# EXERCISE REQUIREMENTS:
Transcribe exactly the lines that fall between the one holding "for (dst, src)" and the one holding "fn element(key: &str, values: &[f32])", inclusive, from the entries below.

Start of SOURCE RECORDS

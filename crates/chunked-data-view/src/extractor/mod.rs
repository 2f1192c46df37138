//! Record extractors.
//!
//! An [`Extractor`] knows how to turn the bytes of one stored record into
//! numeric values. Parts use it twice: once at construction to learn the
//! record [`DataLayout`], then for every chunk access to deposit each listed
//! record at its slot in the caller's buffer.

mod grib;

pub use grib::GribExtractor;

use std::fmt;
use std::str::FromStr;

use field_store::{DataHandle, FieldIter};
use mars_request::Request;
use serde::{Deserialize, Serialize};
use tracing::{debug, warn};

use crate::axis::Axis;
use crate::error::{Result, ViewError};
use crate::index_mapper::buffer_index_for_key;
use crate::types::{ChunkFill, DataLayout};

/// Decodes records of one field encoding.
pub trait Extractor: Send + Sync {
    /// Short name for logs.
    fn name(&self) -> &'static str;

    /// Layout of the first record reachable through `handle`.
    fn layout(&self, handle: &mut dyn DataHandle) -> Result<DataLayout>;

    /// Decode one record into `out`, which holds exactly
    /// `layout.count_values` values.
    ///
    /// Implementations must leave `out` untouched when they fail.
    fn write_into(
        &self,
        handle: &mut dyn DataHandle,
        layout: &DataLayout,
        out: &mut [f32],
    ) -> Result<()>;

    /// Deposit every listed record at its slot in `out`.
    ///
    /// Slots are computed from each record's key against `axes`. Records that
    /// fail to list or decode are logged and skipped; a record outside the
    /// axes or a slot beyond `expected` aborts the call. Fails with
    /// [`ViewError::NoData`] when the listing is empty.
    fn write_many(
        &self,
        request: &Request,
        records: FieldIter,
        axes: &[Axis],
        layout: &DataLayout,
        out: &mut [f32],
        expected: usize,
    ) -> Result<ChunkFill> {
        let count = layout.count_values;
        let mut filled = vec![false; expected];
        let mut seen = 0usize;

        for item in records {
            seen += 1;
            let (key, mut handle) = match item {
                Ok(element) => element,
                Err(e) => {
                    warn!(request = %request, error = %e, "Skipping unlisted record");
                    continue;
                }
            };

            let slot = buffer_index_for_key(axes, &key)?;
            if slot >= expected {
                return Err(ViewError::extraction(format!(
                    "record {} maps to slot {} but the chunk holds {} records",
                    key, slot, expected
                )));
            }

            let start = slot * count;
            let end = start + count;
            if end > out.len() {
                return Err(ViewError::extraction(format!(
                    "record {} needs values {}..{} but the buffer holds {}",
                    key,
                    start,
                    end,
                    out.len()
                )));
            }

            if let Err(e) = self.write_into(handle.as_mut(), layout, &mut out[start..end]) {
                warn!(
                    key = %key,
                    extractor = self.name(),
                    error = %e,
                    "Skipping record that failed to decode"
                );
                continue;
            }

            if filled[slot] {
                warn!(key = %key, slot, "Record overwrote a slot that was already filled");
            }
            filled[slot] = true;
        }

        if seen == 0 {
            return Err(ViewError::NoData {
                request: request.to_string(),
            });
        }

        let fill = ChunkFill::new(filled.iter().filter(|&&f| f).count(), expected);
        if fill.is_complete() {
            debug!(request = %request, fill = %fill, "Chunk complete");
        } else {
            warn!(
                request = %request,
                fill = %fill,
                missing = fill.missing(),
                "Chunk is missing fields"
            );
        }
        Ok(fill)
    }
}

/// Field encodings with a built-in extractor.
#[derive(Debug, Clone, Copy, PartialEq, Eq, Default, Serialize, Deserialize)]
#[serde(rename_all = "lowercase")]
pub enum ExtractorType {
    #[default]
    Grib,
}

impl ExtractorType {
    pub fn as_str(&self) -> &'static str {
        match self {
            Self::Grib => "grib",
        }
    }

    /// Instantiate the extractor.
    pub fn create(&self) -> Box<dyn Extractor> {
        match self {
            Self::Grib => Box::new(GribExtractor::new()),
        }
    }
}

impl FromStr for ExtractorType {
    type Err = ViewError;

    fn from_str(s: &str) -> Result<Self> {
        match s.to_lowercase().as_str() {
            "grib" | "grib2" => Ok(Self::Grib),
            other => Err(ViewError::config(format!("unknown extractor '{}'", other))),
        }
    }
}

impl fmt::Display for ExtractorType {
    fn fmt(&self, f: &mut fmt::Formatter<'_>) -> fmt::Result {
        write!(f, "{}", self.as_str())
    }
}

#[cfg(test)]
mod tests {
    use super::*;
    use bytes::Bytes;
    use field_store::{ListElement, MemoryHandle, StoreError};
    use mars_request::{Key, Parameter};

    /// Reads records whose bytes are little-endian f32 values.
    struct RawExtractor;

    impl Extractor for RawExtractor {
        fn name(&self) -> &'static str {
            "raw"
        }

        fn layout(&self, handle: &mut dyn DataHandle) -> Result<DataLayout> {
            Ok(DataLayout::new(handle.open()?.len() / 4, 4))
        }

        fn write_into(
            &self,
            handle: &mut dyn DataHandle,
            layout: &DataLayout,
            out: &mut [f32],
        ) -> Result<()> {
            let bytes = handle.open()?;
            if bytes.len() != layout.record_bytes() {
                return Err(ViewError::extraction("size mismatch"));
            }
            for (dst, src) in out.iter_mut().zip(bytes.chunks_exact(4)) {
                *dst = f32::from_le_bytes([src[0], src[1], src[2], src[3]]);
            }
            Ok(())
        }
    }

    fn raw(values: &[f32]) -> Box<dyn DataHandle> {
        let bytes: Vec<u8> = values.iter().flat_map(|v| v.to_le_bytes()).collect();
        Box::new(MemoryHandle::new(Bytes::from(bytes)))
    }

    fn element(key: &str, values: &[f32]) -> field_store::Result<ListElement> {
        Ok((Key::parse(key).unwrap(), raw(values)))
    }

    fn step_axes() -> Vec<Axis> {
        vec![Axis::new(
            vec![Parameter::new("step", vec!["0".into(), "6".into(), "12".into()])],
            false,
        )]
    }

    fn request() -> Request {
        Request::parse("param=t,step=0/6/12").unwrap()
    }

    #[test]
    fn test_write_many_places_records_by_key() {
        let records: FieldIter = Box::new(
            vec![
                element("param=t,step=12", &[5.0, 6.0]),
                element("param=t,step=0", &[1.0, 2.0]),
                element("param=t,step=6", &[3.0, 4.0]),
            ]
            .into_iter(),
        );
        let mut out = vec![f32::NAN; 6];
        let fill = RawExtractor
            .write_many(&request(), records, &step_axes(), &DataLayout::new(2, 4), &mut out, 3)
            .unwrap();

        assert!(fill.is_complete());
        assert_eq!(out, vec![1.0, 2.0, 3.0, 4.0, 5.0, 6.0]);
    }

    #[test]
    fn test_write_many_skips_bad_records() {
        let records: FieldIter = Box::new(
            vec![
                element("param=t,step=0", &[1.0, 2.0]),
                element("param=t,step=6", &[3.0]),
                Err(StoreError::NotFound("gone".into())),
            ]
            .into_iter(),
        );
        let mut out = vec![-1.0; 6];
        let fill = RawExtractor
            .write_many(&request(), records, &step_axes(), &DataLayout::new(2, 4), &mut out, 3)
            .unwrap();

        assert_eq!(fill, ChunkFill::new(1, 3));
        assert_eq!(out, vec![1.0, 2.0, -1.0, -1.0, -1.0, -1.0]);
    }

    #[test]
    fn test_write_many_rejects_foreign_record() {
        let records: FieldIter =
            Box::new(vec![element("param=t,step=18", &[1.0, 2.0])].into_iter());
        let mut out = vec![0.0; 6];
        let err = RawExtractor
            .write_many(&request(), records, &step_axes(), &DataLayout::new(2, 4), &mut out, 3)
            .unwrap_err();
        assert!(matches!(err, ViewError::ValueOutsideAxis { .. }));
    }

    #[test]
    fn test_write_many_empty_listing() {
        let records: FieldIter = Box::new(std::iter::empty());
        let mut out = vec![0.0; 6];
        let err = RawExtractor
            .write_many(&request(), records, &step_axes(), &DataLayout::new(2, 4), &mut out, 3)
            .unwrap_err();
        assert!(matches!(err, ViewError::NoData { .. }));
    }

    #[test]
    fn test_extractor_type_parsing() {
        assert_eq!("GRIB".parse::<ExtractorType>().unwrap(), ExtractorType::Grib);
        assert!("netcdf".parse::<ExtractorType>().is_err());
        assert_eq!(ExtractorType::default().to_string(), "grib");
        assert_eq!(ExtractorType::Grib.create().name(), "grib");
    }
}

End of SOURCE RECORDS

# SOLUTION:
            for (dst, src) in out.iter_mut().zip(bytes.chunks_exact(4)) {
                *dst = f32::from_le_bytes([src[0], src[1], src[2], src[3]]);
            }
            Ok(())
        }
    }

    fn raw(values: &[f32]) -> Box<dyn DataHandle> {
        let bytes: Vec<u8> = values.iter().flat_map(|v| v.to_le_bytes()).collect();
        Box::new(MemoryHandle::new(Bytes::from(bytes)))
    }

    fn element(key: &str, values: &[f32]) -> field_store::Result<ListElement> {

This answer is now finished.